La velocidad de los cambios nos ha robado algo esencial: el derecho a aprender de quienes llegaron antes que nosotros. Antes, el conocimiento se transmitía de generación en generación, se tejían puentes entre los jóvenes y los mayores. Ahora, esos puentes han sido dinamitados. Y en su lugar, hemos construido un mundo que expulsa a quienes no pueden seguirle el ritmo. El culto a la apariencia.

Y mientras unos son olvidados, otros son devorados por la imagen. Nunca antes había visto una presión estética tan brutal como la de ahora. Nunca antes había sentido tanta tristeza al ver cómo una generación entera ha decidido que su valor depende de lo bien que encajen en un molde que cambia cada semana.

Jóvenes que ya no se reconocen sin un filtro, que se sienten invisibles si no tienen la validación digital de los demás. Cirugías a los veinte, cuerpos irreales, caras idénticas, obsesión por la aprobación. La autoestima no se construye desde dentro, sino desde fuera, desde el reflejo en la pantalla y los comentarios de desconocidos.

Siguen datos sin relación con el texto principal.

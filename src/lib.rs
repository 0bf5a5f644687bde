//! # travel_discounts
//!
//! Pricing rules for travel purchases.
//!
//! This crate evaluates independent discount rules against a base price:
//! - Coupon codes with an expiry date (`discount::coupon`)
//! - Last-minute bookings (`discount::last_minute`)
//! - Loyalty based on a purchaser's travel history (`discount::loyalty`)
//!
//! Time and travel history are external collaborators behind the
//! [`time::Clock`] and [`travel::TravelHistory`] ports.
//!
//! ## Example usage (in another crate)
//!
//! ```rust
//! use travel_discounts::chrono::{TimeZone, Utc};
//! use travel_discounts::discount::{coupon, last_minute};
//! use travel_discounts::pricing::Price;
//!
//! let now = Utc.with_ymd_and_hms(2021, 5, 20, 12, 11, 10).unwrap();
//! let travel = Utc.with_ymd_and_hms(2021, 6, 1, 10, 0, 0).unwrap();
//!
//! assert_eq!(coupon::apply(Price::from(100), "CHEAPER_TRAVEL_2021", now), Price::from(80));
//! assert_eq!(last_minute::apply(Price::from(200), travel, now), Price::from(160));
//! ```
// ===============================
// Re-exports of external crates
// ===============================

pub use anyhow;
pub use chrono;
pub use rust_decimal;

// ===============================
// Public modules
// ===============================
pub mod config;
pub mod discount;
pub mod error;
pub mod pricing;
pub mod time;
pub mod travel;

Y yo me pregunto: ¿de verdad hemos llegado hasta aquí para convertirnos en maniquíes? ¿Qué va a pasar cuando se den cuenta de que la validación externa nunca llena el vacío interno? ¿Cómo salimos de este infierno? Se dice que el infierno no es un lugar, sino una decisión.

Tal vez el primer paso para salir de aquí sea reconocerlo. Aceptar que lo que estamos construyendo no es progreso, sino una maquinaria de destrucción emocional. Un mundo donde nos hemos convertido en esclavos de nuestra propia mentira, en prisioneros de un sistema que nosotros mismos alimentamos.

Porque el amor no es desechable. Porque la fidelidad no es ingenua. Porque la belleza real no está en un filtro, sino en la imperfección de quien se atreve a mostrarse como es. Porque no podemos seguir viviendo con miedo a quedarnos atrás, con la angustia de no encajar en un molde que cambia cada minuto. Porque hemos permitido que las relaciones se enfríen hasta convertirse en hielo, que las palabras pierdan su peso, que el compromiso suene a una carga y no a un regalo.

Porque nos hemos acostumbrado a que lo que hoy nos hace felices, mañana será sustituido sin dolor, sin duelo, sin consciencia. Tal vez haya salida. Tal vez aún podamos volver a mirar a los ojos sin miedo, a elegir la verdad, aunque duela, a sostener lo que merece ser sostenido. Tal vez aún podamos recuperar lo que hemos perdido.

Pero si seguimos por este camino, sin mirar atrás, sin mirar dentro, corremos el riesgo de descubrir demasiado tarde que lo que estamos construyendo no es otra cosa, que el infierno de otro planeta.